But James Baldwin understood something that, thank God, he articulated, because I've never heard anyone else with such a deep and total grasp of the heart of racial issues. Since I first read this book in 2016, I have thought about his words almost constantly and have had so many ideas and experience that have spun out from them. The album I made as an independent musician even opens with Baldwin's words, and I surreptitiously placed this book in the background of my music video as a little 'thank you'.

Perhaps one of the most important core messages I gleaned from The Fire Next Time - and this is my interpretation; feel free to give me yours in the replies - is that white people's role in race issues is not about hate. That word is thrown around so often now, as if there is simply an evil core to a whole swath of humans, with no rhyme or reason to it besides the dry fact of history, that drives the engine of racism. But Baldwin grants white people the benefit of a soul, a human existence like everyone else, which - let's face it - is much more realistic, and actually gives us something to WORK with here. If we believe that people are simply hate-filled, there's not much we can do about that. It's a supreme othering, a tempting and convenient explanation that allows us to say, "Welp, they're hopeless. Nothing I can do. They just have hate in their hearts. And thank God I'm not like THAT."
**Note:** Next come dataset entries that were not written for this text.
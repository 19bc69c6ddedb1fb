//! The projection function space.
//!
//! A [`ProjectFn`] reads a loaded [`Record`] and produces a [`Projection`]:
//! an ordered mapping from output keys to JSON values. Projection only reads
//! what loading attached; data that was never loaded is an error.

use std::collections::HashMap;
use std::sync::Arc;

use indexmap::IndexMap;
use serde_json::Value as JsonValue;
use smol_str::SmolStr;
use tandem_schema::Cardinality;

use crate::error::{QueryError, QueryResult};
use crate::record::Record;

/// Output of projecting one record. Keys keep insertion order.
pub type Projection = serde_json::Map<String, JsonValue>;

/// A function from a loaded record to its projection.
pub type ProjectFn = Arc<dyn Fn(&Record) -> QueryResult<Projection> + Send + Sync>;

/// Wrap a closure as a [`ProjectFn`].
pub fn project_fn<F>(f: F) -> ProjectFn
where
    F: Fn(&Record) -> QueryResult<Projection> + Send + Sync + 'static,
{
    Arc::new(f)
}

/// A projection that emits nothing.
pub fn empty() -> ProjectFn {
    project_fn(|_| Ok(Projection::new()))
}

/// Emit `{name: value}` for a loaded field.
pub fn field(name: impl Into<SmolStr>) -> ProjectFn {
    let name = name.into();
    project_fn(move |record| {
        let value = record.get(&name)?.to_json();
        Ok(Projection::from_iter([(name.to_string(), value)]))
    })
}

/// Emit `{"<name>_display": label}` for an enumerated field.
pub fn field_display(name: impl Into<SmolStr>) -> ProjectFn {
    let name = name.into();
    let key = format!("{}_display", name);
    project_fn(move |record| {
        let label = record.display_label(&name)?;
        Ok(Projection::from_iter([(key.clone(), JsonValue::String(label))]))
    })
}

/// Emit `{name: nested}` for an eagerly loaded relation.
///
/// A single relation emits the nested projection, or `null` when there is no
/// related record; a multiple relation emits a list of nested projections in
/// load order.
pub fn relationship(
    name: impl Into<SmolStr>,
    nested: ProjectFn,
    cardinality: Cardinality,
) -> ProjectFn {
    let name = name.into();
    project_fn(move |record| {
        let related = record.related(&name)?;
        let value = match cardinality {
            Cardinality::Single => match related.iter().next() {
                Some(child) => JsonValue::Object(nested(child)?),
                None => JsonValue::Null,
            },
            Cardinality::Multiple => JsonValue::Array(
                related
                    .iter()
                    .map(|child| nested(child).map(JsonValue::Object))
                    .collect::<QueryResult<_>>()?,
            ),
        };
        Ok(Projection::from_iter([(name.to_string(), value)]))
    })
}

/// Shallow-merge projections in order.
///
/// When two projections emit the same key, the later one wins; the key keeps
/// the position where it first appeared.
pub fn compose(fns: impl IntoIterator<Item = ProjectFn>) -> ProjectFn {
    let mut fns: Vec<ProjectFn> = fns.into_iter().collect();
    match fns.len() {
        0 => empty(),
        1 => fns.pop().unwrap_or_else(empty),
        _ => project_fn(move |record| {
            let mut merged = Projection::new();
            for project in &fns {
                merged.extend(project(record)?);
            }
            Ok(merged)
        }),
    }
}

/// How [`rename`] maps output keys.
#[derive(Debug, Clone, PartialEq, Eq)]
pub enum AliasSpec {
    /// Rename the only key of the projection.
    Single(String),
    /// Rename each matching key; other keys pass through.
    Map(IndexMap<String, String>),
}

impl AliasSpec {
    /// Apply the renaming to a projection.
    pub fn apply(&self, projection: Projection) -> QueryResult<Projection> {
        match self {
            Self::Single(alias) => {
                if projection.len() != 1 {
                    return Err(QueryError::alias_arity(alias.as_str(), projection.len()));
                }
                Ok(projection
                    .into_iter()
                    .map(|(_, value)| (alias.clone(), value))
                    .collect())
            }
            Self::Map(mapping) if mapping.is_empty() => Ok(projection),
            Self::Map(mapping) => Ok(projection
                .into_iter()
                .map(|(key, value)| match mapping.get(&key) {
                    Some(renamed) => (renamed.clone(), value),
                    None => (key, value),
                })
                .collect()),
        }
    }
}

impl From<&str> for AliasSpec {
    fn from(alias: &str) -> Self {
        Self::Single(alias.to_string())
    }
}

impl From<String> for AliasSpec {
    fn from(alias: String) -> Self {
        Self::Single(alias)
    }
}

impl<const N: usize> From<[(&str, &str); N]> for AliasSpec {
    fn from(pairs: [(&str, &str); N]) -> Self {
        Self::Map(
            pairs
                .into_iter()
                .map(|(from, to)| (from.to_string(), to.to_string()))
                .collect(),
        )
    }
}

impl From<Vec<(&str, &str)>> for AliasSpec {
    fn from(pairs: Vec<(&str, &str)>) -> Self {
        Self::Map(
            pairs
                .into_iter()
                .map(|(from, to)| (from.to_string(), to.to_string()))
                .collect(),
        )
    }
}

impl From<IndexMap<String, String>> for AliasSpec {
    fn from(mapping: IndexMap<String, String>) -> Self {
        Self::Map(mapping)
    }
}

impl From<HashMap<String, String>> for AliasSpec {
    fn from(mapping: HashMap<String, String>) -> Self {
        Self::Map(mapping.into_iter().collect())
    }
}

/// Rename the keys `inner` emits.
pub fn rename(spec: impl Into<AliasSpec>, inner: ProjectFn) -> ProjectFn {
    let spec = spec.into();
    project_fn(move |record| spec.apply(inner(record)?))
}

#[cfg(test)]
mod tests {
    use super::*;
    use crate::error::ErrorCode;
    use crate::record::Related;
    use pretty_assertions::assert_eq;
    use serde_json::json;
    use tandem_schema::{ModelDef, Schema, SchemaRef};

    fn schema() -> SchemaRef {
        Arc::new(
            Schema::builder()
                .model(
                    ModelDef::new("thing")
                        .field("name")
                        .choice_field("size", [("L", "Large"), ("S", "Small")]),
                )
                .build()
                .unwrap(),
        )
    }

    fn thing(name: &str, size: &str) -> Record {
        Record::new("thing", schema())
            .with_field("id", 1)
            .with_field("name", name)
            .with_field("size", size)
    }

    fn json(projection: Projection) -> JsonValue {
        JsonValue::Object(projection)
    }

    #[test]
    fn test_field() {
        let out = field("name")(&thing("first", "L")).unwrap();
        assert_eq!(json(out), json!({"name": "first"}));
    }

    #[test]
    fn test_field_display() {
        let out = field_display("size")(&thing("first", "S")).unwrap();
        assert_eq!(json(out), json!({"size_display": "Small"}));
    }

    #[test]
    fn test_field_not_loaded() {
        let record = Record::new("thing", schema()).with_field("id", 1);
        let err = field("name")(&record).unwrap_err();
        assert_eq!(err.code, ErrorCode::FieldNotLoaded);
    }

    #[test]
    fn test_compose_last_write_wins() {
        let project = compose([
            field("name"),
            field("size"),
            rename([("size", "name")], field("size")),
        ]);
        let out = project(&thing("first", "L")).unwrap();
        assert_eq!(json(out.clone()), json!({"name": "L", "size": "L"}));
        assert_eq!(out.keys().collect::<Vec<_>>(), ["name", "size"]);
    }

    #[test]
    fn test_compose_of_nothing_is_empty() {
        let out = compose([])(&thing("first", "L")).unwrap();
        assert!(out.is_empty());
    }

    #[test]
    fn test_relationship_single_and_multiple() {
        let mut parent = thing("parent", "L");
        parent.set_related("child", Related::One(Some(Box::new(thing("kid", "S")))));
        parent.set_related("empty", Related::One(None));
        parent.set_related(
            "children",
            Related::Many(vec![thing("a", "L"), thing("b", "S")]),
        );

        let project = compose([
            relationship("child", field("name"), Cardinality::Single),
            relationship("empty", field("name"), Cardinality::Single),
            relationship("children", field("name"), Cardinality::Multiple),
        ]);
        assert_eq!(
            json(project(&parent).unwrap()),
            json!({
                "child": {"name": "kid"},
                "empty": null,
                "children": [{"name": "a"}, {"name": "b"}],
            })
        );
    }

    #[test]
    fn test_relationship_not_loaded() {
        let err = relationship("child", field("name"), Cardinality::Single)(&thing("p", "L"))
            .unwrap_err();
        assert_eq!(err.code, ErrorCode::RelationNotLoaded);
    }

    #[test]
    fn test_rename_single_key() {
        let out = rename("title", field("name"))(&thing("first", "L")).unwrap();
        assert_eq!(json(out), json!({"title": "first"}));
    }

    #[test]
    fn test_rename_single_key_arity() {
        let project = rename("title", compose([field("name"), field("size")]));
        let err = project(&thing("first", "L")).unwrap_err();
        assert_eq!(err.code, ErrorCode::AliasArity);
    }

    #[test]
    fn test_rename_map_keeps_positions() {
        let project = rename(
            [("name", "title")],
            compose([field("name"), field("size")]),
        );
        let out = project(&thing("first", "L")).unwrap();
        assert_eq!(out.keys().collect::<Vec<_>>(), ["title", "size"]);
    }

    #[test]
    fn test_empty_map_is_passthrough() {
        let spec = AliasSpec::from(IndexMap::new());
        let out = spec.apply(field("name")(&thing("first", "L")).unwrap()).unwrap();
        assert_eq!(json(out), json!({"name": "first"}));
    }
}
But if we believe, as Baldwin did, that the problem is a very different one, fundamentally a human one on every level, for everyone, we can connect with something we can act on. Baldwin says of white Americans:

"Something very sinister happens to the people of a country when they begin to distrust their own reactions as deeply as they do here, and become as joyless as they have become. It is this individual uncertainty on the part of white American men and women, this inability to renew themselves at the fountain of their own lives, that makes the discussion, let alone elucidation, of any conundrum - that is, any reality - so supremely difficult. The person who distrusts himself has no touchstone for reality - for this touchstone can only be oneself. Such a person interposes between himself and reality nothing less than a labyrinth of attitudes. And these attitudes, furthermore, though the person is unaware of it (is unaware of so much!), are historical and public attitudes. They do not relate to the present any more than they relate to the person. Therefore, whatever white people do not know about Negroes reveals, precisely and inexorably, what they do not know about themselves."
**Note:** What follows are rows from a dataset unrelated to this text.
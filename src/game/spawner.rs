//! Coin spawning on a fixed interval, up to a population cap

use rand::Rng;
use std::time::Duration;
use tokio::time::Instant;

use crate::config::{GameConfig, COIN_SPAWN_MARGIN};

use super::world::{CoinId, WorldState};

pub struct CoinSpawner {
    interval: Duration,
    max_coins: usize,
    last_spawn: Instant,
}

impl CoinSpawner {
    pub fn new(config: &GameConfig, now: Instant) -> Self {
        Self {
            interval: config.coin_spawn_interval,
            max_coins: config.max_coins,
            last_spawn: now,
        }
    }

    /// Spawn at most one coin once the interval has elapsed. The timer
    /// restarts even when the cap blocks the spawn, so a full arena skips
    /// intervals instead of banking them.
    pub fn tick(
        &mut self,
        world: &mut WorldState,
        config: &GameConfig,
        rng: &mut impl Rng,
        now: Instant,
    ) -> Option<CoinId> {
        if now.saturating_duration_since(self.last_spawn) <= self.interval {
            return None;
        }
        self.last_spawn = now;

        if world.coins.len() >= self.max_coins {
            return None;
        }

        let x = rng.gen_range(COIN_SPAWN_MARGIN..=config.map_width - COIN_SPAWN_MARGIN);
        let y = rng.gen_range(COIN_SPAWN_MARGIN..=config.map_height - COIN_SPAWN_MARGIN);
        Some(world.insert_coin(x, y))
    }
}

#[cfg(test)]
mod tests {
    use super::*;
    use rand::SeedableRng;
    use rand_chacha::ChaCha8Rng;

    fn ms(n: u64) -> Duration {
        Duration::from_millis(n)
    }

    fn setup(max_coins: usize) -> (GameConfig, CoinSpawner, ChaCha8Rng, Instant) {
        let config = GameConfig {
            max_coins,
            coin_spawn_interval: ms(1000),
            ..GameConfig::default()
        };
        let t0 = Instant::now();
        let spawner = CoinSpawner::new(&config, t0);
        (config, spawner, ChaCha8Rng::seed_from_u64(1), t0)
    }

    #[test]
    fn waits_for_the_interval_to_pass() {
        let (config, mut spawner, mut rng, t0) = setup(5);
        let mut world = WorldState::new();

        assert_eq!(spawner.tick(&mut world, &config, &mut rng, t0 + ms(500)), None);
        assert_eq!(spawner.tick(&mut world, &config, &mut rng, t0 + ms(1000)), None);
        assert!(spawner.tick(&mut world, &config, &mut rng, t0 + ms(1001)).is_some());
        assert_eq!(spawner.tick(&mut world, &config, &mut rng, t0 + ms(1500)), None);
        assert_eq!(world.coins.len(), 1);
    }

    #[test]
    fn never_exceeds_cap() {
        let (config, mut spawner, mut rng, t0) = setup(3);
        let mut world = WorldState::new();

        for i in 1..=20 {
            spawner.tick(&mut world, &config, &mut rng, t0 + ms(1001 * i));
            assert!(world.coins.len() <= 3);
        }
        assert_eq!(world.coins.len(), 3);
    }

    #[test]
    fn full_arena_still_restarts_the_timer() {
        let (config, mut spawner, mut rng, t0) = setup(1);
        let mut world = WorldState::new();
        let first = spawner
            .tick(&mut world, &config, &mut rng, t0 + ms(1001))
            .unwrap();

        // Interval passes while full: no spawn, timer restarts anyway
        assert_eq!(spawner.tick(&mut world, &config, &mut rng, t0 + ms(2002)), None);
        world.coins.remove(&first);

        // Space freed, but the restarted interval has not elapsed yet
        assert_eq!(spawner.tick(&mut world, &config, &mut rng, t0 + ms(2500)), None);
        let second = spawner.tick(&mut world, &config, &mut rng, t0 + ms(3003));
        assert_eq!(second, Some(first + 1));
    }

    #[test]
    fn coins_respect_edge_margin() {
        let (config, mut spawner, mut rng, t0) = setup(usize::MAX);
        let mut world = WorldState::new();
        for i in 1..=100 {
            spawner.tick(&mut world, &config, &mut rng, t0 + ms(1001 * i));
        }
        assert_eq!(world.coins.len(), 100);
        for coin in world.coins.values() {
            assert!(coin.x >= COIN_SPAWN_MARGIN && coin.x <= config.map_width - COIN_SPAWN_MARGIN);
            assert!(coin.y >= COIN_SPAWN_MARGIN && coin.y <= config.map_height - COIN_SPAWN_MARGIN);
        }
    }
}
Damn. Damn damn damn. Have you ever heard the core problem of racism articulated as joylessness? As not an ignorance of education or intellect, but an ignorance of oneself? As the inability to renew ourselves at the fountain of our own lives? To me, this is the crux. This is the word and the life and everything else.

America is defined by delusion. When Europeans first got to it, they called it the New World. But literally the opposite was true. There were people already living there. It was a very old world. But that had no bearing on colonizers. For them it seemed new - and they really, really needed it to be new because they really, really needed to escape some shit back home and become 'new' people - so that's now "reality". This gets extrapolated through American history and we begin to lose sight of what reality actually is. We have lied to ourselves so much that we no longer recognize the truth, and we can no longer be guided by it. We made up the concept of race to justify our slaveholding, and now "race" is our unquestioned reality. We told ourselves that material wealth in itself will make us happier and more successful than anything else can - literally looking upon the unhappiness it causes and calling it happiness - so now we can't even tell what happiness actually is.
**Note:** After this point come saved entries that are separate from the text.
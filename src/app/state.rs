//! Application state shared across routes

use std::sync::Arc;

use crate::config::Config;
use crate::game::ArenaHandle;

/// Shared application state
#[derive(Clone)]
pub struct AppState {
    pub config: Arc<Config>,
    pub arena: ArenaHandle,
}

impl AppState {
    pub fn new(config: Config, arena: ArenaHandle) -> Self {
        Self {
            config: Arc::new(config),
            arena,
        }
    }
}
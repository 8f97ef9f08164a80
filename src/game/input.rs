//! Input applier: turns dequeued client payloads into player intent

use tracing::{debug, trace};

use crate::ws::protocol::{ClientMsg, ServerMsg};

use super::queue::InboundMsg;
use super::world::{InputIntent, PlayerId, WorldState};

/// What applying one inbound payload produced
#[derive(Debug, Clone, PartialEq)]
pub enum Applied {
    /// Player intent was overwritten
    Intent(PlayerId),
    /// A message must be sent back to this player only
    Reply(PlayerId, ServerMsg),
    /// Malformed or misaddressed, dropped without telling anyone
    Dropped,
}

/// Decode a payload and apply it to its player. Never fails: anything that
/// cannot be applied is dropped.
pub fn apply_inbound(world: &mut WorldState, msg: InboundMsg, now_ms: u64) -> Applied {
    let client_msg = match serde_json::from_str::<ClientMsg>(&msg.raw) {
        Ok(client_msg) => client_msg,
        Err(e) => {
            debug!(player_id = msg.player_id, error = %e, "Dropping malformed payload");
            return Applied::Dropped;
        }
    };

    let Some(player) = world.players.get_mut(&msg.player_id) else {
        trace!(player_id = msg.player_id, "Dropping message for departed player");
        return Applied::Dropped;
    };

    match client_msg {
        ClientMsg::Input {
            up,
            down,
            left,
            right,
            stamp,
        } => {
            player.input = InputIntent {
                up,
                down,
                left,
                right,
                stamp: stamp.unwrap_or(now_ms as f64),
            };
            trace!(player_id = player.id, stamp = player.input.stamp, "Intent updated");
            Applied::Intent(player.id)
        }
        ClientMsg::Ping { t } => Applied::Reply(player.id, ServerMsg::Pong { t }),
    }
}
It's interesting, then, that people seem surprised how far we've been able to take this delusion. Conspiracy theories abound now, fake news is rampant, we exist in illogical political extremes, lies are told directly to our faces by those in power with no consequences. But when have we ever had a "touchstone for reality"? Baldwin knew in 1963 that we'd lost that. It was only a matter of time before we became so detached that we didn't even recognize reality when it's place directly in front of us, when we lived in a world with no "reality" whatsoever.

There so many other important, eerily prescient parts of this book. I'm just going to note the ones here that have proved most meaningful for me. After all, I can't say it as well as Baldwin can. Which of these, or others, struck you the most? What are you taking away from this reading?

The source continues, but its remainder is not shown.